The meditation room at Unplug in Los Angeles. (Photo: Mark Leibowitz)
By Greg Keraghosian
Many seek out Zen as a destination, but what if you have someplace else to go? And you’re delayed for hours in an overcrowded airport terminal? Then your kid is screaming in your ear? If travel is governed by any law, it is Murphy’s.
We’ve found some simple, practical ways to de-stress on the road that won’t cost much, if anything. While Zen and Buddhism are often intertwined, there are also more modern, secular ways to meditate—from a public studio to an app to your gridlocked car:
1. Go to a meditation studio or Zen center: Suze Yalof is one of those people who found meditation “on a whim.” Now she is bringing it to the masses. The former executive fashion editor at large for Glamour, she had a hard time finding a convenient meditation class that wouldn’t take up her whole day after she moved to Los Angeles.
So she went ahead and created a studio of her own: Unplug Meditation, which just opened in Los Angeles on April 15. Yalof calls it a place for “guided, Americanized meditation” that’s simple enough for a first-timer. Classes are scheduled throughout the day, run from 30 to 45 minutes and cost $20 each.

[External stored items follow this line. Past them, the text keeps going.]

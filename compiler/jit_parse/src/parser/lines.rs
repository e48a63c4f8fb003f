//! Line extents and the per-line content map.

use jit_ir::{LineContent, NodeId, NodeTree};
use jit_lexer::{TokenKind, TokenStream};

/// Fill `lines` on every reachable node from its token extent.
///
/// `start`/`stop` come from the first and last non-whitespace token.
/// Whitespace-only nodes get no extent. With `content`, the root also
/// receives one [`LineContent`] per source line.
pub(super) fn assign(
    tree: &mut NodeTree,
    stream: &TokenStream,
    extents: &[Option<(usize, usize)>],
    source: &str,
    content: bool,
) {
    let ids: Vec<NodeId> = tree.preorder(tree.root()).collect();
    for &id in &ids {
        let Some(&Some((first, last))) = extents.get(id.index()) else {
            continue;
        };
        let visible = |i: &usize| !stream[*i].is(TokenKind::Whitespace);
        let Some(head) = (first..=last).find(visible) else {
            continue;
        };
        let tail = (first..=last).rev().find(visible).unwrap_or(head);
        let lines = &mut tree[id].lines;
        lines.start = Some(stream[head].line());
        lines.stop = stream[tail].end_line();
    }

    if !content {
        return;
    }
    let mut map = std::collections::BTreeMap::new();
    let body = source.strip_suffix('\n').unwrap_or(source);
    if !source.is_empty() {
        for (number, text) in (1u32..).zip(body.split('\n')) {
            map.insert(
                number,
                LineContent {
                    body: text.to_string(),
                    nodes: Vec::new(),
                },
            );
        }
    }
    for &id in &ids {
        let lines = &tree[id].lines;
        let Some(start) = lines.start else { continue };
        for line in start..=lines.stop {
            if let Some(entry) = map.get_mut(&line) {
                entry.nodes.push(id);
            }
        }
    }
    tree[NodeId::ROOT].lines.content = map;
}
//! JIT Parse - structural parser, unparser and debug dump.
//!
//! Builds the concrete [`NodeTree`] patchers operate on and turns it back
//! into text.
//!
//! # Round trip
//!
//! For every input, `unparse(&parse(s)?) == s`. The parser never drops or
//! normalizes a byte: whitespace, comments, tags and inline HTML all end up
//! in some node fragment.
//!
//! # Errors
//!
//! Only structural damage is fatal: a class, function or braced namespace
//! that is never closed, or a parameter list without its `)`. Everything
//! else (stray braces, malformed `use` clauses) is kept as plain code.

mod debug;
mod error;
mod parser;
mod unparse;

pub use debug::debug;
pub use error::ParseError;
pub use unparse::{unparse, unparse_node};

use jit_ir::NodeTree;
use jit_lexer::TokenStream;

/// Parser configuration.
#[derive(Clone, Debug)]
pub struct ParseOptions {
    /// Fill the per-line content map on the root.
    pub line_content: bool,
}

impl Default for ParseOptions {
    fn default() -> Self {
        ParseOptions { line_content: true }
    }
}

impl ParseOptions {
    #[must_use]
    pub fn with_line_content(mut self, line_content: bool) -> Self {
        self.line_content = line_content;
        self
    }
}

/// Parse a whole file with default options.
pub fn parse(source: &str) -> Result<NodeTree, ParseError> {
    parse_with(source, &ParseOptions::default())
}

/// Parse a whole file.
pub fn parse_with(source: &str, options: &ParseOptions) -> Result<NodeTree, ParseError> {
    let stream = TokenStream::new(source);
    parser::Parser::new(stream, options).run(source)
}
//! Structural parser.
//!
//! Drives a [`TokenStream`] once from start to end and builds the concrete
//! node tree. The parser only tracks what patchers need: namespace, class
//! and function boundaries, statement extents and import aliases.
//!
//! # Frames
//!
//! Open constructs live on a frame stack (root, namespace, class,
//! function). Each frame counts the braces and parentheses opened inside
//! it, so a `}` at depth zero closes the frame and a `;` at paren depth
//! zero ends a statement.
//!
//! # Pending code
//!
//! Tokens that do not start a construct accumulate as a contiguous range
//! of pending code. The range is flushed into a plain-code node at every
//! statement boundary (`;`, `{`, `}`), before every construct and around
//! every literal. Every token ends up in exactly one fragment, which is
//! what makes the unparse the identity.

mod lines;
mod params;
mod uses;

use jit_ir::{ClassKind, LiteralKind, Node, NodeFlags, NodeId, NodeKind, NodeTree};
use jit_lexer::{Bracket, Token, TokenKind, TokenStream};
use tracing::{debug, trace, warn};

use crate::{ParseError, ParseOptions};

#[derive(Copy, Clone, Debug, PartialEq, Eq)]
enum FrameKind {
    Root,
    Namespace { braced: bool },
    Class,
    Function,
}

#[derive(Debug)]
struct Frame {
    kind: FrameKind,
    node: NodeId,
    /// Token index of the construct's first token.
    open: usize,
    braces: u32,
    parens: u32,
}

impl Frame {
    fn new(kind: FrameKind, node: NodeId, open: usize) -> Self {
        Frame {
            kind,
            node,
            open,
            braces: 0,
            parens: 0,
        }
    }
}

/// Parser state for one file.
pub(crate) struct Parser<'o> {
    stream: TokenStream,
    tree: NodeTree,
    stack: Vec<Frame>,
    /// Start of the pending code range; it ends at `pos`.
    pending: usize,
    pos: usize,
    /// Token extent (first, last) of each node, indexed by node id.
    extents: Vec<Option<(usize, usize)>>,
    /// Open arrow-function bodies: (token ending the body, frame depth).
    arrows: Vec<(usize, usize)>,
    options: &'o ParseOptions,
}
//! JIT Patch - tree patchers for source instrumentation.
//!
//! A [`Patcher`] mutates a parsed [`NodeTree`] in place. [`Patchers`] is the
//! ordered, named chain the class loader runs over every intercepted file:
//! parse, run each patcher, unparse.
//!
//! Available patchers:
//! - [`Pointcut`]: method-entry hook for stubbing and call logging
//! - [`Monkey`]: indirection for global function and class references
//! - [`FinalClass`]: strips `final` so test doubles can extend
//! - [`Quit`]: routes `exit`/`die` through an interceptable hook
//! - [`Rebase`]: freezes `__DIR__`/`__FILE__` to the original location
//! - [`Isolator`]: keeps only function declarations and imports
//!
//! Patchers only touch what they mean to rewrite. Everything else, and every
//! node they cannot make sense of, is left byte-for-byte as parsed.

mod chain;
mod error;
mod final_class;
mod fragment;
mod isolator;
mod monkey;
mod pointcut;
mod quit;
mod rebase;

use std::path::{Path, PathBuf};

use jit_ir::NodeTree;

pub use chain::Patchers;
pub use error::PatchError;
pub use final_class::FinalClass;
pub use isolator::Isolator;
pub use monkey::{Monkey, MonkeyOptions, Substitutions};
pub use pointcut::{Pointcut, PointcutOptions};
pub use quit::{Quit, QuitOptions};
pub use rebase::Rebase;

/// A tree-to-tree rewrite.
///
/// `process` runs once per file. Implementations may keep counters across
/// a run but must reset them at the start of every call.
pub trait Patcher {
    /// Rewrite `tree` in place. `file` is the original path, when known.
    fn process(&mut self, tree: &mut NodeTree, file: Option<&Path>);

    /// Choose the file to load for `class`, given the autoloader's pick.
    fn find_file(&self, _class: &str, resolved: &Path) -> PathBuf {
        resolved.to_path_buf()
    }

    /// Whether the file defining `class` should go through this patcher.
    fn patchable(&self, _class: &str) -> bool {
        true
    }
}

There are also Zen centers across the country—you can find a list of them here. I’ve been to the San Francisco Zen Center several times, and while it’s a Buddhist environment, I found it very welcoming to non-Buddhists and I was never pressured to join or contribute money. These centers offer free meditation classes at certain times of the week.
Meditating with Headspace. (Courtesy: Westin)
2. Use a meditation app: While it may seem counterintuitive to seek Zen on a cell phone—the very device that often shovels more stress into our lives—there are some products that take advantage of phones’ portability to help you chill out wherever you are.
Headspace is a great example. From either your phone or desktop, you can take a 10-minute timeout with a different guided meditation every day. The app is founded by Andy Puddicombe, a former Buddhist monk, though the program is designed to be secular and accessible to anyone. There’s a free 10-day, 10-meditation trial, and after that membership is about $7 a month. You can also find Headspace on Virgin America flights—it’s the Yin to the Yang of their high-caffeine safety video.
Another app is Dream Weaver, backed by famous meditation advocate Deepak Chopra. It takes a more scientific and spiritual route than Headspace: a “light-and-sound program” combines the LED lights on your phone with soothing sounds and voices. The objective is to alter your brain waves to put you in a trance-like state within 23 minutes. The price to download this nirvana is $14.99.
3. Use a hotel’s meditation program: Some hotels are offering travelers more than gyms to stay well. The Westin chain recently announced a partnership with Headspace, including nine guided-meditation programs. Guests can access the video and audio programs through the Westin site.
For a more exotic experience, you can stay at a place like the Ritz-Carlton Reserve in Phulay Bay, Thailand. It offers private one-hour meditation walks along the shore with a Buddhist Monk from the nearby Tiger Cave Temple.
4. Walk around the city: The less you know the city, the better. Getting lost on the street can be a great way to live in the moment. Chopra is a big advocate of this one: “When I travel, whenever I go, I walk the city early in the morning,” he told Yahoo Travel last year. “I don’t remember the last time I took a cab.”
5. Massage your temples: “Take your chin and put it to your neck,” Yalof advises. “Take your fingers and rub your temples in a circular mention. Try that for 10 seconds and tell me you don’t feel anything.” After trying it myself, I can say she was right.
Meditation room at Albuquerque International. (Courtesy: cabq.gov)
6. Meditation/yoga rooms at airports: Getting bumped from a flight doesn’t have to be all bad. At Raleigh-Durham International and at Albuquerque International airports, you can find dedicated meditation rooms. Raleigh’s is open 24 hours. You can also find yoga studios at the San Francisco, Chicago O’Hare, and Dallas-Fort Worth airports. As an added bonus at SFO, you can say hello to the “wag brigade" of calming dogs roaming the airport.
7. Try loving/kindness meditation with the person annoying you: Yalof likes this one for when you’re stuck in traffic: “You go through some phrases that become your focal point. You can look at the person driving you crazy in front of you and wish them well. And that changes your whole mood, and it can change your whole life.”
8. Talk to the stranger next to you: While this can be painfully stressful for some, I’ve felt the benefits of this on many a weary trip. As Ron Burgundy might say, it’s science: having a brief, warm exchange with that person on the plane or at the bar raises our oxytocin levels, which helps us feel connected to the world. It’s hard to get more Zen than that.